В молодости у меня часто случались такие дни, когда все валилось из рук, я слонялась по комнатам, не зная, за что взяться в первую очередь, а за что во вторую. Потом дисциплина, привитая в армии, подчинила себе не только мою природную лень, но и эту хандру. И вдруг, спустя долгие годы, она вылезла вновь. Вот снова тоскую, хандрю. А о чем? Не знаю и сама. Разве мертвых воскресишь? Разве угадаешь, кто будет меня, одинокую, хоронить? Разве вернешь вспять пережитое время, чтобы исправить ошибки и сказанные мною злые слова? Разве наверстаешь не сделанные вовремя дела, разве напишешь задуманные, но не вылившиеся на бумагу книги? Уже нет ни таких сил, ни столько времени впереди, чтобы исправить неисправимое… Да, увы, к сожалению. Но если бы повторить мою жизнь, разве я на этот раз в самом деле ушла бы за письменный стол, если муж, молодой и веселый, здоровый, сидит за стеной в одиночестве? Нет, конечно бы, не ушла. А сидела бы с ним рядом, и мы разговаривали бы, как всегда, с юморком обо всем, что волнует… Какие дела, если он здесь, он со мной!

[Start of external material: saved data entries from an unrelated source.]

//! # Voltaic Core
//!
//! A time-domain simulator for linear lumped circuits.
//!
//! This library provides:
//! - An arena-owned circuit model built from nodes and two-terminal components
//! - Resistors, capacitors, inductors and voltage sources (constant,
//!   sinusoidal or arbitrary waveforms)
//! - Modified Nodal Analysis (MNA) assembly with a dense LU solve
//! - Backward-Euler transient stepping and a DC operating point
//! - Read-only probes with text and CSV output
//!
//! ## Architecture
//!
//! - [`circuit`] - Node/component arena and topology validation
//! - [`components`] - Component models and their MNA stamps
//! - [`solver`] - MNA matrix, simulation clock and stepping
//! - [`probe`] - Measurement and reporting
//!
//! ## Usage
//!
//! ```
//! use voltaic_core::{Circuit, Simulator};
//! use voltaic_core::components::{Capacitor, Resistor, VoltageSource};
//!
//! let mut circuit = Circuit::new();
//! let gnd = circuit.create_node();
//! let n1 = circuit.create_node();
//! let n2 = circuit.create_node();
//! circuit.add_component(VoltageSource::dc(5.0), n1, gnd)?;
//! circuit.add_component(Resistor::new(1e3), n1, n2)?;
//! circuit.add_component(Capacitor::new(1e-3), n2, gnd)?;
//!
//! let mut sim = Simulator::new(circuit);
//! sim.simulate(1.0, 0.01)?;
//! assert!(sim.node_voltage(n2) > 2.5);
//! # Ok::<(), voltaic_core::VoltaicError>(())
//! ```
//!
//! ## Circuit Simulation Method
//!
//! For each time step dt:
//!
//! 1. Advance the clock; sources are evaluated at the new time
//! 2. Assemble the system matrix A and source vector z from every stamp
//! 3. Solve Ax = z for node voltages and branch currents
//! 4. Write results back and update capacitor/inductor history
//!
//! Reactive elements (C, L) are discretized with backward Euler, which is
//! unconditionally stable at the cost of some numerical damping.

pub mod circuit;
pub mod components;
pub mod error;
pub mod probe;
pub mod solver;

// Re-export main types for convenience
pub use circuit::{Circuit, ComponentId, NodeId};
pub use error::{Result, VoltaicError};
pub use solver::{Simulator, SimulatorConfig};
//! Voltaic - linear circuit transient simulator
//!
//! Runs one of the built-in demonstration circuits and prints probe readings.
//!
//! # Usage
//!
//! ```bash
//! voltaic rc --duration 5 --dt 0.01 --every 10
//! voltaic rlc --format csv > rlc.csv
//! ```

use std::io::{self, Write};

use clap::{Parser, ValueEnum};
use voltaic_core::{
    circuit::validate_circuit,
    components::{Capacitor, Inductor, Resistor, VoltageSource},
    error::Result,
    probe::{Probe, ProbeFormat, ProbeMode, ProbeSet},
    Circuit, Simulator,
};

/// Built-in demonstration circuits
#[derive(ValueEnum, Clone, Copy, Debug)]
enum Demo {
    /// 10 V across two 1 kΩ resistors
    Divider,
    /// 5 V -> 1 kΩ -> 1 mF to ground (τ = 1 s)
    Rc,
    /// 10 V -> 100 Ω -> 100 mH to ground (τ = 1 ms)
    Rl,
    /// 10 V -> 100 Ω -> (100 mH || 10 µF) to ground
    Rlc,
    /// 10 V 50 Hz sine -> 1 kΩ -> 10 µF to ground
    Ac,
}

#[derive(ValueEnum, Clone, Copy, Debug)]
enum Format {
    Standard,
    Csv,
}

/// Linear circuit transient simulator
#[derive(Parser, Debug)]
#[command(author, version, about, long_about = None)]
struct Args {
    /// Demonstration circuit to simulate
    #[arg(value_enum)]
    demo: Demo,

    /// Simulated duration in seconds
    #[arg(short, long, default_value_t = 0.01)]
    duration: f64,

    /// Timestep in seconds
    #[arg(long, default_value_t = 1e-5)]
    dt: f64,

    /// Print every N steps
    #[arg(short, long, default_value_t = 100)]
    every: usize,

    /// Output format
    #[arg(short, long, value_enum, default_value_t = Format::Standard)]
    format: Format,

    /// Start from the DC operating point instead of a discharged circuit
    #[arg(long)]
    operating_point: bool,
}

/// Build a demo circuit and the probes worth watching on it.
fn build(demo: Demo, format: ProbeFormat) -> Result<(Circuit, ProbeSet)> {
    let mut circuit = Circuit::new();
    let gnd = circuit.create_node();
    let n1 = circuit.create_node();
    let n2 = circuit.create_node();

    let source = match demo {
        Demo::Ac => VoltageSource::ac(10.0, 50.0, 0.0)?,
        Demo::Rc => VoltageSource::dc(5.0),
        _ => VoltageSource::dc(10.0),
    };
    let vs = circuit.add_component(source, n1, gnd)?;

    let r = match demo {
        Demo::Divider | Demo::Rc | Demo::Ac => circuit.add_component(Resistor::new(1e3), n1, n2)?,
        Demo::Rl | Demo::Rlc => circuit.add_component(Resistor::new(100.0), n1, n2)?,
    };

    match demo {
        Demo::Divider => {
            circuit.add_component(Resistor::new(1e3), n2, gnd)?;
        }
        Demo::Rc => {
            circuit.add_component(Capacitor::new(1e-3), n2, gnd)?;
        }
        Demo::Rl => {
            circuit.add_component(Inductor::new(0.1), n2, gnd)?;
        }
        Demo::Rlc => {
            circuit.add_component(Inductor::new(0.1), n2, gnd)?;
            circuit.add_component(Capacitor::new(1e-5), n2, gnd)?;
        }
        Demo::Ac => {
            circuit.add_component(Capacitor::new(1e-5), n2, gnd)?;
        }
    }

    let mut probes = ProbeSet::new(format);
    probes.add(&circuit, Probe::node(n1).with_label("V_in"))?;
    probes.add(&circuit, Probe::node(n2).with_label("V_out"))?;
    probes.add(&circuit, Probe::component(r).with_label("I_R"))?;
    probes.add(
        &circuit,
        Probe::component(vs)
            .with_label("I_src")
            .with_mode(ProbeMode::Current),
    )?;

    Ok((circuit, probes))
}

fn main() -> Result<()> {
    let args = Args::parse();

    tracing_subscriber::fmt()
        .with_env_filter(tracing_subscriber::EnvFilter::from_default_env())
        .with_writer(io::stderr)
        .init();

    let format = match args.format {
        Format::Standard => ProbeFormat::Standard,
        Format::Csv => ProbeFormat::Csv,
    };
    let (circuit, mut probes) = build(args.demo, format)?;
    validate_circuit(&circuit)?;

    let mut simulator = Simulator::new(circuit);
    if args.operating_point {
        simulator.operating_point()?;
    }

    let stdout = io::stdout();
    let mut out = stdout.lock();
    let every = args.every.max(1);
    let mut step = 0usize;
    simulator.simulate_with(args.duration, args.dt, |circuit, time| {
        if step % every == 0 {
            probes.record(circuit, time, &mut out)?;
        }
        step += 1;
        Ok(())
    })?;
    out.flush()?;

    Ok(())
}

Но вот нет его. А работа не движется, и дела мои в том же забвении, как и при нем.

* * *

Истинная причина всякой тоски — во все времена — это хотя бы минутная, но собственная никчемность. Стоит хоть ненадолго прервать работу, почувствовать себя усталой, неспособной преодолевать препятствия, как приходит тоска. В юности я особенно часто тосковала, может быть, потому, что еще не была приучена к повседневному обязательному труду. Писать стихи для меня было не трудом, а забавой. Я посмеивалась над В. Брюсовым, написавшим такие стихи:

Вперед, мечта, мой верный вол, Неволей, — если не охотой…

Хороша мечта, если она — вол! Для меня мечта в те годы была пестрокрылой бабочкой или какой-нибудь веселой незатейливой птахой… Цветком… Синеватой, кристаллической звездой в небе. А тут «мечта — мой верный вол»! Труд поэта — это ведь не труд пахаря, погонщика скота, это… Ах, да что говорить об этом! Сейчас, когда я сижу часами за письменным столом и не пишу стихов, вернее, пишу их редко, а в основном, то есть чаще всего пишу прозу, то иногда вспоминаю и брюсовского вола. Писать стало так же трудно, как пахать. Или же — дробить камни. С той только разницей, что камни дробить иногда, наверное, полезней.